Department of Reproductive and Developmental Sciences and Public Medicine Sciences, University of Trieste, Trieste, Italy.
Haematologica. 2011 Mar;96(3):417-23. doi: 10.3324/haematol.2010.032631. Epub 2010 Dec 20.
Bernard-Soulier syndrome is a severe bleeding disease due to a defect of GPIb/IX/V, a platelet complex that binds the von Willebrand factor. Due to the rarity of the disease, there are reports only on a few cases compromising any attempt to establish correlations between genotype and phenotype.
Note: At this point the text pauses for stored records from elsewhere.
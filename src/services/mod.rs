//! Business logic services

pub mod catalog;
pub mod timetables;

use std::sync::Arc;

use crate::repository::{MemoryStore, Repository, ServiceStore, TimetableStore};

/// Container for all services
#[derive(Clone)]
pub struct Services {
    pub catalog: catalog::CatalogService,
    pub timetables: timetables::TimetablesService,
}

impl Services {
    /// Create all services backed by the PostgreSQL repository
    pub fn new(repository: Repository) -> Self {
        Self::with_stores(
            Arc::new(repository.services),
            Arc::new(repository.timetables),
        )
    }

    /// Create all services over arbitrary stores
    pub fn with_stores(
        service_store: Arc<dyn ServiceStore>,
        timetable_store: Arc<dyn TimetableStore>,
    ) -> Self {
        Self {
            catalog: catalog::CatalogService::new(service_store),
            timetables: timetables::TimetablesService::new(timetable_store),
        }
    }

    /// Create all services over a fresh in-memory store
    pub fn in_memory() -> (Self, MemoryStore) {
        let store = MemoryStore::new();
        let services = Self::with_stores(Arc::new(store.clone()), Arc::new(store.clone()));
        (services, store)
    }
}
In order to identify any associations, we describe the largest case series ever reported, which was evaluated systematically at the same center.
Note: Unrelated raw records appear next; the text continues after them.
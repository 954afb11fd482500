//! Appoint scheduling bootstrap
//!
//! Connects to the scheduling database, applies pending migrations and
//! checks that the domain services can be built on top of it.

use anyhow::Context;

use appoint_scheduling::{config::AppConfig, logging, repository::Repository, services::Services};

#[tokio::main]
async fn main() -> anyhow::Result<()> {
    // Load environment variables from .env file
    dotenvy::dotenv().ok();

    let config = AppConfig::load().context("Failed to load configuration")?;

    logging::init(&config.logging);

    tracing::info!("Starting Appoint scheduling v{}", env!("CARGO_PKG_VERSION"));

    let repository = Repository::connect(&config.database)
        .await
        .context("Failed to connect to database")?;

    tracing::info!("Connected to database");

    repository
        .migrate()
        .await
        .context("Failed to run database migrations")?;

    tracing::info!("Database migrations completed");

    let _services = Services::new(repository);

    tracing::info!("Scheduling services ready");

    Ok(())
}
Thirteen patients with the disease and seven obligate carriers were enrolled. We collected clinical aspects and determined platelet features, including number and size, expression of membrane glycoproteins, and ristocetin induced platelet aggregation. Mutations were identified by direct sequencing of the GP1BA, GP1BB, and GP9 genes and their effect was shown by molecular modeling analyses.
Patients all had a moderate thrombocytopenia with giant platelets and a bleeding tendency whose severity varied among individuals. Consistent with expression levels of GPIbα always lower than 10% of control values, platelet aggregation was absent or severely reduced. Homozygous mutations were identified in the GP1BA, GP1BB and GP9 genes; six were novel alterations expected to destabilize the conformation of the respective protein. Except for obligate carriers of a GP9 mutation with a reduced GPIb/IX/V expression and defective aggregation, all the other carriers had no obvious anomalies.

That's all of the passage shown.